#### GOAL OF THE EXERCISE:
Copy every line in the listing that contains "INFINITY".

#### DATASET CONTENT:

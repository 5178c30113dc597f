//! Summary statistics over the window contents.

use serde::{Deserialize, Serialize};

/// Statistics of every transaction in the window at the last recompute.
///
/// Only ever built from a non-empty set of amounts, so every field is meaningful.
#[derive(Debug, Clone, Copy, PartialEq, Serialize, Deserialize)]
pub struct Aggregate {
    /// Total of all amounts
    pub sum: f64,
    /// `sum / count`
    pub avg: f64,
    /// Largest single amount
    pub max: f64,
    /// Smallest single amount
    pub min: f64,
    /// Number of transactions
    pub count: u64,
}

impl Aggregate {
    /// Summarise `amounts` in a single pass.
    ///
    /// Returns `None` for an empty input; the division is never attempted.
    /// A sum that overflows `f64` is published as `±inf`, like any other value.
    pub fn from_amounts<I>(amounts: I) -> Option<Self>
    where
        I: IntoIterator<Item = f64>,
    {
        let mut iter = amounts.into_iter();
        let first = iter.next()?;

        let (count, sum, min, max) = iter.fold((1u64, first, first, first), |acc, amount| {
            (acc.0 + 1, acc.1 + amount, acc.2.min(amount), acc.3.max(amount))
        });

        Some(Self {
            sum,
            avg: sum / count as f64,
            max,
            min,
            count,
        })
    }
}

#[cfg(test)]
mod tests {
    use super::*;

    const EPSILON: f64 = 1e-9;

    #[test]
    fn test_empty_has_no_aggregate() {
        assert_eq!(Aggregate::from_amounts(Vec::new()), None);
    }

    #[test]
    fn test_single_amount() {
        let agg = Aggregate::from_amounts([-4.5]).unwrap();
        assert_eq!(agg.count, 1);
        assert_eq!(agg.sum, -4.5);
        assert_eq!(agg.avg, -4.5);
        assert_eq!(agg.min, -4.5);
        assert_eq!(agg.max, -4.5);
    }

    #[test]
    fn test_reference_amounts() {
        let agg = Aggregate::from_amounts([12.0, 13.0, 22.50, 12.30]).unwrap();
        assert_eq!(agg.count, 4);
        assert!((agg.sum - 59.8).abs() < EPSILON);
        assert!((agg.avg - 14.95).abs() < EPSILON);
        assert_eq!(agg.min, 12.0);
        assert_eq!(agg.max, 22.5);
    }

    #[test]
    fn test_overflowing_sum_is_published() {
        let agg = Aggregate::from_amounts([f64::MAX, f64::MAX]).unwrap();
        assert_eq!(agg.count, 2);
        assert_eq!(agg.sum, f64::INFINITY);
        assert_eq!(agg.avg, f64::INFINITY);
        assert_eq!(agg.max, f64::MAX);
        assert_eq!(agg.min, f64::MAX);
    }

    #[test]
    fn test_json_shape() {
        let agg = Aggregate::from_amounts([1.0, 3.0]).unwrap();
        let json = serde_json::to_value(agg).unwrap();
        assert_eq!(json["sum"], 4.0);
        assert_eq!(json["avg"], 2.0);
        assert_eq!(json["max"], 3.0);
        assert_eq!(json["min"], 1.0);
        assert_eq!(json["count"], 2);
    }
}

#### RESPONSE TO THE TASK:
        assert_eq!(agg.sum, f64::INFINITY);
        assert_eq!(agg.avg, f64::INFINITY);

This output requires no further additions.